Une expérience de synthèse complexe mais réussie
Le genre : Brokeback Mountain, edition Sinn Fein
Adapter le roman fleuve de James O’Neill, tout de même 643
pages au compteur, pour la scène était évidemment un challenge. Non tant sur le
nombre de personnages, finalement assez restreint, ou même pour les décors, que
sur la densité de l’intrigue. Comparé à Joyce pour son mode proche du stream of consciousness, la voix
intérieure des personnages, le roman raconte en effet à la fois le cheminement
de deux jeunes garçons qui se découvrent l’un pour l’autre de l’amitié, du
désir puis un amour réel et le cheminement de l’un d’entre eux vers la lutte
armée pour l’indépendance irlandaise.
L’adaptation de Christophe Garro est en effet suffisamment
maline pour ne pas rejeter totalement des pans du roman, et les évoquer par
touches, notamment le désir trouble du père Polycarpe pour le jeune Jim, afin
de concentrer les rapports sur trois personnages, la relation naissante de Jim
et Doyler et l’évolution sentimentale de McMurrough. Ceux qui n’ont pas lu le
roman pourront lui reprocher d’avancer à marche forcée sur la question de l’indépendance
irlandaise, dont certains enjeux deviennent assez flous, notamment le rôle de l’Eglise,
qui n’a soutenu le soulèvement de 1916 qu’a posteriori.

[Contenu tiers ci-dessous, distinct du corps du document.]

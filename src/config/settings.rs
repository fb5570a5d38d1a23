use anyhow::{Context, Result};
use chrono::{DateTime, NaiveDateTime, Utc};
use directories::ProjectDirs;
use serde::{Deserialize, Serialize};
use std::path::{Path, PathBuf};

use crate::i18n::Language;
use crate::models::{City, utc_offset};

fn default_latitude() -> f64 {
    41.0082
}
fn default_longitude() -> f64 {
    28.9784
}
fn default_location_name() -> String {
    "Istanbul".to_string()
}
fn default_calc_method() -> String {
    "Turkey".to_string()
}
fn default_madhab() -> String {
    "Hanafi".to_string()
}
fn default_timezone_offset() -> i32 {
    180
}
fn default_hijri_offset() -> i32 {
    0
}
fn default_true() -> bool {
    true
}

#[derive(Debug, Clone, PartialEq, Serialize, Deserialize)]
pub struct SalahConfig {
    #[serde(default = "default_location_name")]
    pub location_name: String,
    #[serde(default = "default_latitude")]
    pub latitude: f64,
    #[serde(default = "default_longitude")]
    pub longitude: f64,
    #[serde(default = "default_calc_method")]
    pub calc_method: String,
    #[serde(default = "default_madhab")]
    pub madhab: String,
    #[serde(default = "default_timezone_offset")]
    pub timezone_offset: i32, // minutes from UTC
    /// Days to add/subtract from Hijri date for local moon sighting.
    #[serde(default = "default_hijri_offset")]
    pub hijri_offset: i32,
}

impl Default for SalahConfig {
    fn default() -> Self {
        Self {
            location_name: default_location_name(),
            latitude: default_latitude(),
            longitude: default_longitude(),
            calc_method: default_calc_method(),
            madhab: default_madhab(),
            timezone_offset: default_timezone_offset(),
            hijri_offset: default_hijri_offset(),
        }
    }
}

impl SalahConfig {
    /// Point the active location at a saved city.
    pub fn apply_city(&mut self, city: &City) {
        self.location_name = city.name.clone();
        self.latitude = city.latitude;
        self.longitude = city.longitude;
        self.timezone_offset = city.timezone_offset;
    }

    /// Wall-clock time at the active location for the instant `utc`.
    ///
    /// Prayer times are computed in the location's offset, so "now" has to be
    /// read in the same offset rather than the host's zone.
    pub fn local_time(&self, utc: DateTime<Utc>) -> Result<NaiveDateTime> {
        Ok(utc.with_timezone(&utc_offset(self.timezone_offset)?).naive_local())
    }

    pub fn now(&self) -> Result<NaiveDateTime> {
        self.local_time(Utc::now())
    }
}

#[derive(Debug, Clone, PartialEq, Serialize, Deserialize)]
pub struct DisplayConfig {
    #[serde(default)]
    pub language: Language,
    /// Raise restricted-window advisories in the dashboard.
    #[serde(default = "default_true")]
    pub advisories: bool,
}

impl Default for DisplayConfig {
    fn default() -> Self {
        Self {
            language: Language::default(),
            advisories: true,
        }
    }
}

#[derive(Debug, Clone, PartialEq, Serialize, Deserialize, Default)]
pub struct AppConfig {
    #[serde(default)]
    pub salah: SalahConfig,
    #[serde(default)]
    pub display: DisplayConfig,
}

impl AppConfig {
    fn project_dirs() -> Result<ProjectDirs> {
        ProjectDirs::from("", "", "vakit").context("Could not determine project directories")
    }

    pub fn config_path() -> Result<PathBuf> {
        let dirs = Self::project_dirs()?;
        Ok(dirs.config_dir().join("config.toml"))
    }

    pub fn data_dir() -> Result<PathBuf> {
        let dirs = Self::project_dirs()?;
        Ok(dirs.data_dir().to_path_buf())
    }

    pub fn db_path() -> Result<PathBuf> {
        Ok(Self::data_dir()?.join("vakit.db"))
    }

    pub fn load() -> Result<Self> {
        Self::load_from(&Self::config_path()?)
    }

    pub fn load_from(path: &Path) -> Result<Self> {
        if !path.exists() {
            return Ok(Self::default());
        }
        let content =
            std::fs::read_to_string(path).with_context(|| format!("Reading {:?}", path))?;
        let config: AppConfig = toml::from_str(&content).context("Parsing config.toml")?;
        Ok(config)
    }

    pub fn save(&self) -> Result<()> {
        self.save_to(&Self::config_path()?)
    }

    pub fn save_to(&self, path: &Path) -> Result<()> {
        if let Some(parent) = path.parent() {
            std::fs::create_dir_all(parent)?;
        }
        let content = toml::to_string_pretty(self).context("Serializing config")?;
        std::fs::write(path, content).with_context(|| format!("Writing {:?}", path))?;
        Ok(())
    }

    pub fn ensure_data_dir() -> Result<PathBuf> {
        let dir = Self::data_dir()?;
        std::fs::create_dir_all(&dir)?;
        Ok(dir)
    }
}
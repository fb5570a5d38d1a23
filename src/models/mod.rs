pub mod location;
pub mod prayer;

pub use location::{City, SavedLocation, utc_offset, validate_coordinates};
pub use prayer::{DailySchedule, PrayerName, PrayerSlot, SLOTS_PER_DAY, validate_slots};
use chrono::NaiveDate;
use ratatui::{
    layout::{Alignment, Rect},
    style::Modifier,
    text::{Line, Span},
    widgets::{Block, BorderType, Borders, Paragraph},
    Frame,
};

use crate::tui::theme;

pub fn render(frame: &mut Frame, area: Rect, today: NaiveDate, hijri_str: &str, location: &str) {
    let gregorian_str = today.format("%A, %b %d, %Y").to_string();

    let title_line = Line::from(vec![
        Span::styled("  وقت  ", theme::accent().add_modifier(Modifier::BOLD)),
        Span::styled("vakit", theme::accent()),
        Span::styled("  ·  ", theme::dim()),
        Span::styled(location, theme::bold()),
    ]);

    let date_line = Line::from(vec![
        Span::styled(hijri_str, theme::amber()),
        Span::styled("  ·  ", theme::dim()),
        Span::styled(gregorian_str, theme::dim()),
    ]);

    let text = vec![title_line, Line::from(""), date_line];

    let block = Block::default()
        .borders(Borders::ALL)
        .border_type(BorderType::Rounded)
        .border_style(theme::accent().add_modifier(Modifier::BOLD))
        .style(theme::base());

    let paragraph = Paragraph::new(text)
        .block(block)
        .alignment(Alignment::Center);

    frame.render_widget(paragraph, area);
}
use chrono::{Duration, NaiveDateTime};

use crate::error::ScheduleError;
use crate::models::PrayerSlot;

/// The wall-clock instant at which `next` begins, seen from `now`.
///
/// A slot at or before `now`'s time of day belongs to tomorrow.
pub fn target_instant(now: NaiveDateTime, next: &PrayerSlot) -> NaiveDateTime {
    let today = now.date().and_time(next.time);
    if next.time > now.time() {
        today
    } else {
        today + Duration::days(1)
    }
}

/// Time left until `next` begins. Always derived from `now`, never decremented.
pub fn remaining_time(now: NaiveDateTime, next: &PrayerSlot) -> Result<Duration, ScheduleError> {
    let target = target_instant(now, next);
    let remaining = target - now;
    if remaining < Duration::zero() {
        return Err(ScheduleError::ElapsedTarget { target, now });
    }
    Ok(remaining)
}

Ce reproche n’en est pas vraiment, la ligne directrice
affinée de la pièce s’affranchit avec une certaine élégance d’une difficulté
majeure, à savoir corréler trop intimement le désir homosexuel et la volonté
politique d’indépendance. Faire des personnages des républicains par calcul,
pour s’affranchir d’une Angleterre puritaine qui rejette l’homosexualité,
serait en effet à la fois trop simple et très vraisemblablement un contresens
historique.
Je reste un peu circonspect quant à la vision très moderne
du couple des deux jeunes, qui évoquent comme une possibilité une vie de couple
d’enseignant, qui me semble peu vraisemblable, même avec la naïveté de la
jeunesse. De la même façon, Oscar Wilde, souvent mentionné par McMurrough comme
modèle homo et irlandais, était marié, ne l’oublions pas. Et même si une lecture
moderne voudrait faire de lui un personnage assumant sa sexualité, n’oublions
pas non plus que la chute judiciaire de Wilde commence quand c’est lui qui
intente un procès en diffamation au père de son amant qui l’a traité de
sodomite. Gardons enfin à l’esprit que la république d’Irlande n’a dépénalisé
l’homosexualité qu’en 1993…
Mais peu importe, la pièce ne manque pas de finesse et la
troupe relativement jeune, parvient à incarner des personnages d’âges
différents, notamment les deux acteurs principaux, Thomas Cauchon et Philippe
Le Gall qui héritent tous deux de rôles difficiles, Jim l’ado timide qui
découvre l’amour et Doyler qui a grandi et découvert la sexualité trop vite, à
la fois bravache et idéaliste. Pareil pour Jérôme Piques qui compose un
McMurrough qui conserve tout le long son ambigüité, entre ses aspirations à trouver
sa place en guidant philosophiquement le jeune couple et la violence de son
désir purement charnel pour Doyler.
La mise en scène de Christophe Garro, également auteur de l’adaptation,
se concentre assez logiquement sur ses personnages et évite l’écueil de vouloir
créer des décors pour privilégier des détails et costumes simples et évocateurs,
face à la pure impossibilité de représenter une pièce qui évolue sans cesse
géographiquement, du manoir à la boutique, de la barricade à la plage… Je suis
moins convaincu par les transitions en projection vidéo, mais je n’ai jamais
vraiment adhéré à ce mélange, notamment dans le consternant Savannah Bay d’Eric
Vignier à la Comédie Française en 2002. Comme quoi on ne se refait pas.
Je n’ai pas pu m’empêcher de trouver l’ensemble assez
mignon, malgré le tour dramatique de certains événements, et la pièce manque
peut-être justement de d’une forme de noirceur, qu’elle cantonne à la sexualité,
tarifée ou violente, à laquelle s’oppose l’amour de Doyler et Jim, rouleau
compresseur de pensée magique qui l’emporte sur le reste. Après tout, pourquoi ?
Le message est bien qu’il n’est pas plus grande liberté que de choisir qui l’on
est… Equilibré, agréable et frais, et c’est déjà beaucoup.